Saturday, 4 May 2013

Access to zones is getting more limited

The other day, I came across this excellent website, opuszczone.com (those last four letters before the top-level domain, 'zone', by happy coincidence), with photos of abandoned places in Poland and indeed around the world. Here on Warsaw's southern fringes, there are fewer and fewer such places to explore. It's that time of year when the atmosphere (klimat) of the Andrei Tarkovsky film Stalker is strongest in my mind.

Below: until Poland joined NATO and the EU, air traffic control for Okęcie airport was still conducted along Soviet military lines. In 2004, this military radio beacon station, just off ul. Karczunkowska, to the west of ul. Kurantów, stopped transmitting. The radio towers have long since come down; the land is still owned by the state.

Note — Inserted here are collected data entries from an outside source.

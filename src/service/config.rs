extern crate config as _;

use std::path::Path;

use once_cell::sync::OnceCell;
use serde::{Deserialize, Serialize};

use super::{AppError, AppResult};

pub static GLOBAL_CONFIG: OnceCell<RelayConfig> = OnceCell::new();
pub fn global_config() -> &'static RelayConfig {
    GLOBAL_CONFIG.get().unwrap()
}

#[derive(Debug, Serialize, Deserialize, Clone)]
#[serde(default)]
pub struct TcpConfig {
    pub ip: String,
    pub port: u16,
    pub backlog: u32,
    /// Upper bound on concurrently live handlers, not just the listen
    /// backlog. The accept loop stops accepting while the pool is full.
    pub max_connections: usize,
}

impl Default for TcpConfig {
    fn default() -> Self {
        TcpConfig {
            ip: "0.0.0.0".to_string(),
            port: 8888,
            backlog: 1,
            max_connections: 16,
        }
    }
}

#[derive(Debug, Serialize, Deserialize, Clone)]
#[serde(default)]
pub struct BluetoothConfig {
    pub enabled: bool,
    /// Local adapter address, e.g. "B8:27:EB:CD:16:89".
    pub address: String,
    /// RFCOMM channel number.
    pub channel: u8,
    pub backlog: u32,
    pub max_connections: usize,
}

impl Default for BluetoothConfig {
    fn default() -> Self {
        BluetoothConfig {
            enabled: false,
            address: "00:00:00:00:00:00".to_string(),
            channel: 10,
            backlog: 1,
            max_connections: 16,
        }
    }
}

#[derive(Debug, Serialize, Deserialize, Clone)]
#[serde(default)]
pub struct RelaySettings {
    /// Largest chunk moved per forwarding read.
    pub chunk_size: usize,
    /// Cadence of the pool reap tick in the accept loop.
    pub reap_interval_ms: u64,
}

impl Default for RelaySettings {
    fn default() -> Self {
        RelaySettings {
            chunk_size: 1024,
            reap_interval_ms: 1000,
        }
    }
}

#[derive(Debug, Default, Serialize, Deserialize, Clone)]
#[serde(default)]
pub struct RelayConfig {
    pub tcp: TcpConfig,
    pub bluetooth: BluetoothConfig,
    pub relay: RelaySettings,
}

impl RelayConfig {
    pub fn set_up_config<P: AsRef<Path>>(path: P) -> AppResult<RelayConfig> {
        let path_str = path
            .as_ref()
            .to_str()
            .ok_or(AppError::InvalidValue(format!(
                "config file path: {}",
                path.as_ref().to_string_lossy()
            )))?;
        let config = config::Config::builder()
            .add_source(config::File::with_name(path_str))
            .build()?;

        let relay_config: RelayConfig = config.try_deserialize()?;

        Ok(relay_config)
    }
}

Looking at Google Earth maps of this area from 2002 to the present, one can see how much land has been developed. Not here however; an asset as precious as land just sitting, guarded, useless... A security guard is sitting outside the low grey building in the distance.


Below: the south-west corner of the base. I poke my lens through the perimeter fence. The place beckons me to explore, but it is well enclosed with barbed wire and thick thorn bushes. What lies inside? I'd love to find out...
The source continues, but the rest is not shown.